Helpful action creates space for people to sit with their problems until they are able to find their own solution. Helpful action requires patience, emotional awareness, and a basic trust in your loved one’s ability to deal with their issues utilizing their own value system (even when it’s painful, messy, expensive, or different from what you would choose for them).
In their book “Boundaries,” Henry Cloud and John Townsend use biblical scripture to support the use of healthy boundaries and offer a very useful analogy for deciding how to differentiate when to assist versus when to allow people their own struggle. They point out that while we are responsible TO other people, we are not responsible FOR them: “The Greek words for burden [‘Carry each other’s burdens,’ Galatians 6:2] and load [‘each one should carry his own load,’ verse 5] give us insight. . . . The Greek word for burden means ‘excess burdens’ or burdens that are so heavy that they weigh us down. These burdens are like boundaries. they can crush us. We shouldn’t be expected to carry a boulder by ourselves! It would break our backs. We need help with the boulders — those times of crisis and tragedy in or lives.”
“In contrast, the Greek word for load means ‘cargo,’ or ‘the burden of daily toil.’ This word describes the everyday things we all need to do. These loads are like knapsacks. Knapsacks are possible to carry.

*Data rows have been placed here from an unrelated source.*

//! Telegram bot handlers.

use crate::commands::CommandHandler;
use crate::notifier::{Notifier, NotifyError};
use async_trait::async_trait;
use std::sync::Arc;
use teloxide::prelude::*;
use teloxide::types::ParseMode;
use teloxide::utils::command::BotCommands;
use thiserror::Error;
use tracing::{debug, info, warn};

#[derive(Error, Debug)]
pub enum TelegramError {
    #[error("Telegram API error: {0}")]
    Api(#[from] teloxide::RequestError),
    #[error("Invalid chat id: {0}")]
    InvalidChatId(String),
}

/// Bot commands.
#[derive(BotCommands, Clone, Debug, PartialEq)]
#[command(rename_rule = "snake_case", description = "Available commands:")]
pub enum Command {
    #[command(description = "Start the bot")]
    Start,
    #[command(description = "Show help")]
    Help,
    #[command(description = "Create a price alert. Usage: /alert BTC > 70000 and ETH < 3000")]
    Alert(String),
    #[command(description = "List your active alerts")]
    MyAlerts,
    #[command(description = "Cancel alerts. Usage: /cancel all | BTC | ID")]
    Cancel(String),
    #[command(description = "Current price. Usage: /price BTC")]
    Price(String),
    #[command(description = "Recently triggered alerts")]
    AlertHistory,
    #[command(description = "Virtual buy. Usage: /buy BTC 1000")]
    Buy(String),
    #[command(description = "Virtual sell. Usage: /sell BTC 0.05")]
    Sell(String),
    #[command(description = "Show your virtual portfolio")]
    Portfolio,
    #[command(description = "Technical analysis. Usage: /analyze_ai BTC [short|normal|long]")]
    AnalyzeAi(String),
    #[command(description = "Price outlook. Usage: /forecast BTC [force]")]
    Forecast(String),
    #[command(description = "🚀")]
    ToTheMoon,
}

fn parse_chat_id(raw: &str) -> Result<ChatId, TelegramError> {
    raw.trim()
        .parse::<i64>()
        .map(ChatId)
        .map_err(|_| TelegramError::InvalidChatId(raw.to_string()))
}

/// Send an HTML message to a chat given as a string id.
async fn send_html(bot: &Bot, chat_id: &str, message: &str) -> Result<(), TelegramError> {
    let chat_id = parse_chat_id(chat_id)?;
    bot.send_message(chat_id, message)
        .parse_mode(ParseMode::Html)
        .await?;
    Ok(())
}

/// Telegram bot wrapper.
pub struct TelegramBot {
    bot: Bot,
    handler: Arc<CommandHandler>,
    /// Empty means every chat may use the bot.
    allowed_chat_ids: Vec<i64>,
}

impl TelegramBot {
    /// Create a new bot with the given token.
    pub fn new(token: &str, handler: Arc<CommandHandler>, allowed_chat_ids: Vec<i64>) -> Self {
        Self {
            bot: Bot::new(token),
            handler,
            allowed_chat_ids,
        }
    }

    /// Get the underlying bot for sending messages.
    pub fn bot(&self) -> &Bot {
        &self.bot
    }

    /// Notifier delivering through this bot.
    pub fn notifier(&self) -> TelegramNotifier {
        TelegramNotifier::new(self.bot.clone())
    }

    fn is_allowed(&self, chat_id: ChatId) -> bool {
        self.allowed_chat_ids.is_empty() || self.allowed_chat_ids.contains(&chat_id.0)
    }

    /// Run the bot command handler.
    pub async fn run(self: Arc<Self>) {
        let bot = self.bot.clone();

        if let Err(e) = bot.set_my_commands(Command::bot_commands()).await {
            warn!(error = %e, "Failed to register bot commands");
        }

        let handler = Update::filter_message().filter_command::<Command>().endpoint(
            move |bot: Bot, msg: Message, cmd: Command| {
                let this = Arc::clone(&self);
                async move { this.handle_command(bot, msg, cmd).await }
            },
        );

        info!("Telegram bot started");
        Dispatcher::builder(bot, handler)
            .enable_ctrlc_handler()
            .build()
            .dispatch()
            .await;
        info!("Telegram bot stopped");
    }

    async fn handle_command(
        &self,
        bot: Bot,
        msg: Message,
        cmd: Command,
    ) -> Result<(), TelegramError> {
        if !self.is_allowed(msg.chat.id) {
            warn!(chat_id = msg.chat.id.0, "Ignoring command from unauthorized chat");
            return Ok(());
        }

        // Alerts and portfolios are keyed by chat, so notifications reach the
        // chat the alert was created in.
        let user_id = msg.chat.id.to_string();
        debug!(chat_id = %user_id, command = ?cmd, "Handling command");
        let h = &self.handler;

        let reply = match cmd {
            Command::Start => h.start(),
            Command::Help => h.help(),
            Command::Alert(args) => h.alert(&user_id, &args).await,
            Command::MyAlerts => h.my_alerts(&user_id).await,
            Command::Cancel(args) => h.cancel(&user_id, &args).await,
            Command::Price(args) => h.price(&args).await,
            Command::AlertHistory => h.alert_history(&user_id).await,
            Command::Buy(args) => h.buy(&user_id, &args).await,
            Command::Sell(args) => h.sell(&user_id, &args).await,
            Command::Portfolio => h.portfolio(&user_id).await,
            Command::AnalyzeAi(args) => {
                bot.send_message(msg.chat.id, "⏳ Analyzing…").await?;
                h.analyze(&args).await
            }
            Command::Forecast(args) => h.forecast(&args).await,
            Command::ToTheMoon => h.to_the_moon(),
        };

        bot.send_message(msg.chat.id, reply)
            .parse_mode(ParseMode::Html)
            .await?;
        Ok(())
    }
}

/// Delivers alert notifications as Telegram messages; the user id is the chat id.
#[derive(Clone)]
pub struct TelegramNotifier {
    bot: Bot,
}

impl TelegramNotifier {
    pub fn new(bot: Bot) -> Self {
        Self { bot }
    }
}

#[async_trait]
impl Notifier for TelegramNotifier {
    async fn notify(&self, user_id: &str, message: &str) -> Result<(), NotifyError> {
        send_html(&self.bot, user_id, message)
            .await
            .map_err(|e| match e {
                TelegramError::InvalidChatId(id) => NotifyError::InvalidRecipient(id),
                TelegramError::Api(e) => NotifyError::Delivery(e.to_string()),
            })
    }
}

#[cfg(test)]
mod tests {
    use super::*;
    use pretty_assertions::assert_eq;

    #[test]
    fn test_command_names_are_snake_case() {
        assert_eq!(
            Command::parse("/alert BTC > 70000 and ETH < 3000", "alertbot").unwrap(),
            Command::Alert("BTC > 70000 and ETH < 3000".to_string())
        );
        assert_eq!(
            Command::parse("/my_alerts", "alertbot").unwrap(),
            Command::MyAlerts
        );
        assert_eq!(
            Command::parse("/analyze_ai ETH long", "alertbot").unwrap(),
            Command::AnalyzeAi("ETH long".to_string())
        );
        assert_eq!(
            Command::parse("/to_the_moon", "alertbot").unwrap(),
            Command::ToTheMoon
        );
        assert!(Command::parse("/unknown", "alertbot").is_err());
    }

    #[test]
    fn test_descriptions_list_every_command() {
        let help = Command::descriptions().to_string();
        for name in ["/alert", "/my_alerts", "/cancel", "/alert_history", "/forecast"] {
            assert!(help.contains(name), "missing {}", name);
        }
    }

    #[test]
    fn test_parse_chat_id() {
        assert_eq!(parse_chat_id("-100123").unwrap(), ChatId(-100123));
        assert!(matches!(
            parse_chat_id("abc"),
            Err(TelegramError::InvalidChatId(_))
        ));
    }

    #[tokio::test]
    async fn test_notifier_rejects_non_numeric_recipient() {
        let notifier = TelegramNotifier::new(Bot::new("123:TEST"));
        let err = notifier.notify("not-a-chat", "hi").await.unwrap_err();
        assert!(matches!(err, NotifyError::InvalidRecipient(_)));
    }
}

We are expected to carry our own. We are expected to deal with our own feelings, attitudes, and behaviors, as well as the responsibilities [of daily life], even though it takes effort.”
It is important to determine where your responsibility ends and theirs begins. Help your loved one with their “boulders” (crisis or tragedies), but allow your loved ones to carry their own “knapsacks” (feelings, attitudes, behaviors, and responsibilities of daily life).